Jesani Carter, 20, and Jordan Ruby, 18, are charged with murder, armed robbery and conspiracy to commit robbery in the fatal shooting of a Hawaiʻi woman during a purse-snatching in a shopping mall parking garage and the killing of a man in his 50s in a hotel-casino parking area.
Justice of the Peace Harmony Letizia’s decision to schedule a bail hearing Jan. 10 gives prosecutors time to upgrade those charges, which could lead to the death penalty.
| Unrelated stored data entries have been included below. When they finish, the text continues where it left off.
//! Code-breaker session
//!
//! Coordinates one game: validates each raw guess, scores it against the
//! secret and records it until the code is broken or the attempts run out.

use crate::core::{ClueSet, Code, CodeError, generate_secret};
use rand::Rng;
use std::fmt;
use tracing::{debug, info};

/// Number of accepted guesses allowed per game
pub const MAX_ATTEMPTS: usize = 12;

/// One accepted guess and its clues
#[derive(Debug, Clone, PartialEq, Eq)]
pub struct HistoryEntry {
    pub turn: usize,
    pub guess: Code,
    pub clues: ClueSet,
}

/// Where the session is in its lifecycle
#[derive(Debug, Clone, Copy, PartialEq, Eq)]
pub enum SessionState {
    AwaitingGuess,
    Won,
    Lost,
}

/// Final outcome of a finished session
#[derive(Debug, Clone, Copy, PartialEq, Eq)]
pub enum GameResult {
    /// Broken on the given turn
    Won(usize),
    Lost,
}

/// Why a submitted guess was not recorded
#[derive(Debug, Clone, PartialEq, Eq)]
pub enum RejectReason {
    InvalidFormat(CodeError),
    GameOver,
}

impl fmt::Display for RejectReason {
    fn fmt(&self, f: &mut fmt::Formatter<'_>) -> fmt::Result {
        match self {
            Self::InvalidFormat(err) => write!(f, "Invalid guess: {err}"),
            Self::GameOver => write!(f, "The game is already over"),
        }
    }
}

impl std::error::Error for RejectReason {}

/// Result of submitting a raw guess
#[derive(Debug, Clone, PartialEq, Eq)]
pub enum GuessOutcome {
    Accepted { turn: usize, clues: ClueSet },
    Rejected(RejectReason),
}

/// A single code-breaker game
///
/// The secret is fixed at construction. Only accepted guesses advance the
/// turn counter; rejected input leaves the session untouched.
#[derive(Debug, Clone)]
pub struct GameSession {
    secret: Code,
    turn: usize,
    history: Vec<HistoryEntry>,
    solved: bool,
}

impl GameSession {
    /// Start a session with a secret drawn from `rng`
    pub fn new<R: Rng + ?Sized>(rng: &mut R) -> Self {
        let session = Self::with_secret(generate_secret(rng));
        info!(max_attempts = MAX_ATTEMPTS, "secret code has been set");
        session
    }

    /// Start a session with a known secret
    #[must_use]
    pub const fn with_secret(secret: Code) -> Self {
        Self {
            secret,
            turn: 1,
            history: Vec::new(),
            solved: false,
        }
    }

    /// Validate, score and record a raw guess
    ///
    /// Invalid input or a finished game yields `Rejected` and changes nothing.
    ///
    /// # Examples
    /// ```
    /// use mastermind::core::Code;
    /// use mastermind::game::{GameResult, GameSession, GuessOutcome};
    ///
    /// let mut session = GameSession::with_secret(Code::parse("1234").unwrap());
    ///
    /// assert!(matches!(session.submit_guess("12"), GuessOutcome::Rejected(_)));
    /// assert_eq!(session.turn(), 1);
    ///
    /// assert!(matches!(session.submit_guess("1234"), GuessOutcome::Accepted { turn: 1, .. }));
    /// assert_eq!(session.result(), Some(GameResult::Won(1)));
    /// ```
    pub fn submit_guess(&mut self, raw_input: &str) -> GuessOutcome {
        if self.is_terminal() {
            debug!(input = raw_input, "guess submitted after game over");
            return GuessOutcome::Rejected(RejectReason::GameOver);
        }

        let guess = match Code::parse(raw_input) {
            Ok(code) => code,
            Err(err) => {
                debug!(input = raw_input, turn = self.turn, reason = %err, "guess rejected");
                return GuessOutcome::Rejected(RejectReason::InvalidFormat(err));
            }
        };

        let turn = self.turn;
        let clues = ClueSet::calculate(&guess, &self.secret);
        self.history.push(HistoryEntry { turn, guess, clues });
        self.turn += 1;
        self.solved = guess == self.secret;

        debug!(
            turn,
            %guess,
            exact = clues.exact_count(),
            present = clues.present_count(),
            "guess accepted"
        );

        match self.result() {
            Some(GameResult::Won(turns)) => info!(turns, "code broken"),
            Some(GameResult::Lost) => info!(secret = %self.secret, "out of attempts"),
            None => {}
        }

        GuessOutcome::Accepted { turn, clues }
    }

    /// Check if the game has finished
    #[must_use]
    pub const fn is_terminal(&self) -> bool {
        self.solved || self.turn > MAX_ATTEMPTS
    }

    /// Get the final result, or `None` while guesses are still expected
    #[must_use]
    pub fn result(&self) -> Option<GameResult> {
        if self.solved {
            Some(GameResult::Won(self.history.len()))
        } else if self.turn > MAX_ATTEMPTS {
            Some(GameResult::Lost)
        } else {
            None
        }
    }

    /// Get the lifecycle state
    #[must_use]
    pub fn state(&self) -> SessionState {
        match self.result() {
            None => SessionState::AwaitingGuess,
            Some(GameResult::Won(_)) => SessionState::Won,
            Some(GameResult::Lost) => SessionState::Lost,
        }
    }

    /// Get the number of the turn awaiting a guess (starts at 1)
    #[inline]
    #[must_use]
    pub const fn turn(&self) -> usize {
        self.turn
    }

    /// Get accepted guesses in turn order
    #[inline]
    #[must_use]
    pub fn history(&self) -> &[HistoryEntry] {
        &self.history
    }

    /// Get the secret code
    #[inline]
    #[must_use]
    pub const fn secret(&self) -> &Code {
        &self.secret
    }

    #[inline]
    #[must_use]
    pub const fn is_solved(&self) -> bool {
        self.solved
    }

    /// Number of guesses still available
    #[must_use]
    pub fn attempts_remaining(&self) -> usize {
        MAX_ATTEMPTS.saturating_sub(self.history.len())
    }
}
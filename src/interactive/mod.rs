//! Interactive TUI interface
//!
//! Full-screen code-breaker game built on ratatui.

pub mod app;
mod rendering;

pub use app::{App, run_tui};
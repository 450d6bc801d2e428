//! Game board rendering
//!
//! Renderers only lay out data the session already computed: they never
//! validate guesses or work out clues.

use super::formatters::{CLUE_CELL_WIDTH, blank_peg_cell, clue_cell, peg_cell, turn_cell};
use crate::core::Code;
use crate::game::HistoryEntry;

/// Inner width of the board between the outer borders
const BOARD_WIDTH: usize = 52;

const HEADER: &str = "| Turn ||           Guesses             ||   Clues   |";

/// Something that can draw the board for a player
pub trait BoardRenderer {
    /// Draw the accepted guesses, padding the remaining turns with blank rows
    fn render_board(&self, history: &[HistoryEntry], max_attempts: usize) -> String;

    /// Draw a code as a row of coloured pegs
    fn render_code(&self, code: &Code) -> String;
}

/// Plain text board in the classic pipe-and-dash layout
#[derive(Debug, Default, Clone, Copy)]
pub struct TextBoard;

impl TextBoard {
    #[must_use]
    pub const fn new() -> Self {
        Self
    }

    fn rule(fill: char) -> String {
        format!("|{}|", fill.to_string().repeat(BOARD_WIDTH))
    }

    fn guess_row(entry: &HistoryEntry) -> String {
        let pegs: Vec<String> = entry.guess.digits().iter().map(|&d| peg_cell(d)).collect();
        format!(
            "|{}||{}||{}|",
            turn_cell(entry.turn),
            pegs.join("|"),
            clue_cell(&entry.clues)
        )
    }

    fn blank_row(turn: usize) -> String {
        let pegs = vec![blank_peg_cell(); 4];
        format!(
            "|{}||{}||{}|",
            turn_cell(turn),
            pegs.join("|"),
            " ".repeat(CLUE_CELL_WIDTH)
        )
    }
}

impl BoardRenderer for TextBoard {
    fn render_board(&self, history: &[HistoryEntry], max_attempts: usize) -> String {
        let mut lines = vec![Self::rule('='), HEADER.to_string(), Self::rule('=')];

        for entry in history {
            lines.push(Self::guess_row(entry));
            lines.push(Self::rule('-'));
        }

        for turn in history.len() + 1..=max_attempts {
            lines.push(Self::blank_row(turn));
            lines.push(Self::rule('-'));
        }

        lines.push(Self::rule('='));
        lines.join("\n")
    }

    fn render_code(&self, code: &Code) -> String {
        let pegs: Vec<String> = code.digits().iter().map(|&d| peg_cell(d)).collect();
        format!("|{}|", pegs.join("|"))
    }
}

#[cfg(test)]
mod tests {
    use super::*;
    use crate::game::{GameSession, MAX_ATTEMPTS};

    fn plain() {
        colored::control::set_override(false);
    }

    fn played(secret: &str, guesses: &[&str]) -> GameSession {
        let mut session = GameSession::with_secret(Code::parse(secret).unwrap());
        for guess in guesses {
            session.submit_guess(guess);
        }
        session
    }

    #[test]
    fn empty_board_has_all_blank_turns() {
        plain();
        let board = TextBoard::new().render_board(&[], MAX_ATTEMPTS);
        let lines: Vec<&str> = board.lines().collect();

        // 3 header lines, 2 per turn, closing rule
        assert_eq!(lines.len(), 3 + 2 * MAX_ATTEMPTS + 1);
        assert_eq!(lines[1], "| Turn ||           Guesses             ||   Clues   |");
        assert_eq!(
            lines[3],
            "|  1   ||       |       |       |       ||           |"
        );
        assert_eq!(
            lines[25],
            "|  12  ||       |       |       |       ||           |"
        );
    }

    #[test]
    fn every_line_has_board_width() {
        plain();
        let session = played("1234", &["1243", "5555"]);
        let board = TextBoard::new().render_board(session.history(), MAX_ATTEMPTS);
        for line in board.lines() {
            assert_eq!(line.chars().count(), BOARD_WIDTH + 2, "bad width: {line:?}");
        }
    }

    #[test]
    fn played_turns_show_guess_and_clues() {
        plain();
        let session = played("1234", &["1243", "bad", "5561"]);
        let board = TextBoard::new().render_board(session.history(), MAX_ATTEMPTS);
        let lines: Vec<&str> = board.lines().collect();

        assert_eq!(
            lines[3],
            "|  1   ||   1   |   2   |   4   |   3   ||   ••••    |"
        );
        assert_eq!(
            lines[5],
            "|  2   ||   5   |   5   |   6   |   1   ||   •       |"
        );
        assert_eq!(
            lines[7],
            "|  3   ||       |       |       |       ||           |"
        );
    }

    #[test]
    fn full_board_has_no_blank_rows() {
        plain();
        let guesses = vec!["6666"; MAX_ATTEMPTS];
        let session = played("1234", &guesses);
        let board = TextBoard::new().render_board(session.history(), MAX_ATTEMPTS);
        assert!(!board.contains("|       |       |"));
    }

    #[test]
    fn code_row_shows_each_digit() {
        plain();
        let code = Code::parse("6213").unwrap();
        assert_eq!(
            TextBoard::new().render_code(&code),
            "|   6   |   2   |   1   |   3   |"
        );
    }
}
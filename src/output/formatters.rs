//! Formatting utilities for terminal output

use crate::core::{ClueSet, Digit, PegColor};
use crate::game::MAX_ATTEMPTS;
use colored::{Color, Colorize};

/// Width of one guess cell, without borders
pub const PEG_CELL_WIDTH: usize = 7;

/// Width of the clue column, without borders
pub const CLUE_CELL_WIDTH: usize = 11;

/// Marker used for both kinds of clue; exact clues are drawn red
pub const CLUE_MARKER: &str = "•";

/// Map a peg colour onto the terminal palette
#[must_use]
pub const fn terminal_color(color: PegColor) -> Color {
    match color {
        PegColor::Magenta => Color::Magenta,
        PegColor::Cyan => Color::Cyan,
        PegColor::Red => Color::Red,
        PegColor::Blue => Color::Blue,
        PegColor::Green => Color::Green,
        PegColor::Yellow => Color::Yellow,
    }
}

/// A guess cell: the digit centred on its peg colour
#[must_use]
pub fn peg_cell(digit: Digit) -> String {
    format!("{:^width$}", digit.value(), width = PEG_CELL_WIDTH)
        .on_color(terminal_color(digit.color()))
        .bold()
        .to_string()
}

/// An empty guess cell for a turn not yet played
#[must_use]
pub fn blank_peg_cell() -> String {
    " ".repeat(PEG_CELL_WIDTH)
}

/// The turn number column
#[must_use]
pub fn turn_cell(turn: usize) -> String {
    format!("  {turn:<2}  ")
}

/// Clue markers for a guess, padded to the clue column
///
/// Exact clues come first in red, present clues follow uncoloured and absent
/// clues are left out.
#[must_use]
pub fn clue_cell(clues: &ClueSet) -> String {
    let exact = clues.exact_count();
    let present = clues.present_count();
    let trailing = CLUE_CELL_WIDTH.saturating_sub(3 + exact + present);

    format!(
        "   {}{}{}",
        CLUE_MARKER.repeat(exact).red(),
        CLUE_MARKER.repeat(present),
        " ".repeat(trailing)
    )
}

/// Welcome banner and rules shown at startup
#[must_use]
pub fn welcome_text() -> String {
    format!(
        "\n                         *** {title} ***\n\n\
         Mastermind is a code-breaking game for two players: you and the computer.\n\n\
         The code maker picks a secret code of four colours, each shown as a digit\n\
         from 1 to 6. The code breaker must find the code within {MAX_ATTEMPTS} attempts!\n\n\
         After each attempt, the code breaker is given clues as follows:\n\
         {exact} - the correct colour is in the right spot.\n\
         {CLUE_MARKER} - the correct colour is selected but it is in the wrong spot.\n",
        title = "Welcome to Mastermind!".underline(),
        exact = CLUE_MARKER.red(),
    )
}

/// Mode selection prompt
pub const MODE_PROMPT: &str =
    "Please enter '1' if you would like to be the code breaker or '2' if you would like to be the code maker";

/// Instructions printed once the secret has been set
#[must_use]
pub fn breaker_intro() -> String {
    format!(
        "When prompted, enter your guess as four digits representing the colours.\n\
         For example 1234, then press enter to log your guess and get your clues.\n\n\
         The secret code has been set, you now have {MAX_ATTEMPTS} attempts to break the code, good luck!\n"
    )
}

/// Per-turn guess prompt
#[must_use]
pub fn guess_prompt(turn: usize) -> String {
    format!("\nPlease enter guess number {turn}:")
}

/// Message shown for any malformed guess
pub const INVALID_GUESS: &str = "That guess is not valid, please try again";

/// Code-maker mode message
pub const MAKER_MESSAGE: &str = "Computer says: You're the code maker and I broke your code!!";

#[cfg(test)]
mod tests {
    use super::*;

    fn plain() {
        colored::control::set_override(false);
    }

    fn digit(value: u8) -> Digit {
        Digit::new(value).unwrap()
    }

    #[test]
    fn peg_cell_centres_digit() {
        plain();
        assert_eq!(peg_cell(digit(4)), "   4   ");
        assert_eq!(peg_cell(digit(4)).len(), PEG_CELL_WIDTH);
    }

    #[test]
    fn turn_cell_is_fixed_width() {
        assert_eq!(turn_cell(1), "  1   ");
        assert_eq!(turn_cell(12), "  12  ");
    }

    #[test]
    fn clue_cell_lists_exact_then_present() {
        plain();
        let secret = crate::core::Code::parse("1234").unwrap();
        let guess = crate::core::Code::parse("1243").unwrap();
        let cell = clue_cell(&ClueSet::calculate(&guess, &secret));
        assert_eq!(cell, "   ••••    ");
        assert_eq!(cell.chars().count(), CLUE_CELL_WIDTH);
    }

    #[test]
    fn clue_cell_empty_when_all_absent() {
        plain();
        let secret = crate::core::Code::parse("1234").unwrap();
        let guess = crate::core::Code::parse("5566").unwrap();
        assert_eq!(clue_cell(&ClueSet::calculate(&guess, &secret)), " ".repeat(11));
    }

    #[test]
    fn terminal_colours_follow_palette() {
        assert_eq!(terminal_color(digit(1).color()), Color::Magenta);
        assert_eq!(terminal_color(digit(6).color()), Color::Yellow);
    }

    #[test]
    fn guess_prompt_names_turn() {
        assert_eq!(guess_prompt(7), "\nPlease enter guess number 7:");
    }

    #[test]
    fn welcome_mentions_attempt_limit() {
        plain();
        assert!(welcome_text().contains("within 12 attempts"));
    }
}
Carter's attorney, Kristina Wildeveld, declined to comment after his brief court appearance. Edward Kane, a deputy public defender representing Ruby, did not immediately respond to messages. Carter and Ruby are being held at the Clark County Detention Center pending their court appearance next week.
The Clark County coroner said Clarice Yamaguchi, 66, of Waipahu, Hawaiʻi, died Friday at University Medical Center in Las Vegas of a gunshot to the neck after an attack at the Fashion Show mall. Her death was ruled a homicide.
Yamaguchi and her husband were visiting Las Vegas for the Christmas and New Year holidays when she was fatally wounded by a single gunshot fired while her husband struggled with her assailant in the Fashion Show parking area, according to a police report.
About five hours later, a man was shot and killed in the Palace Station hotel-casino parking area. He has not been publicly identified.
Police said a witness identified Ruby as the shooter in Yamaguchi's death. Police said Ruby had injuries consistent with being hit with a car door by Yamaguchi's husband as he got into a vehicle driven by another man.
A witness identified Carter as the getaway driver, police said.
Police have said the two men are also believed to be responsible for at least one other shooting during an attempted robbery of a casino employee in the Sahara Las Vegas parking garage. That man was not hit by gunfire.
Carter, in a jail interview with the Las Vegas Review-Journal, said he was wrongly arrested. He said he was from California, but his hometown was not specified. Ruby declined an interview request, the newspaper said.
Carter noted that he was arrested without incident after he parked a vehicle and went into Bally’s Las Vegas Hotel & Casino.
“How stupid do you think anyone would be — me — to rob someone, three people robbed, killed, then walk the casino like a regular person?” he told the Review-Journal.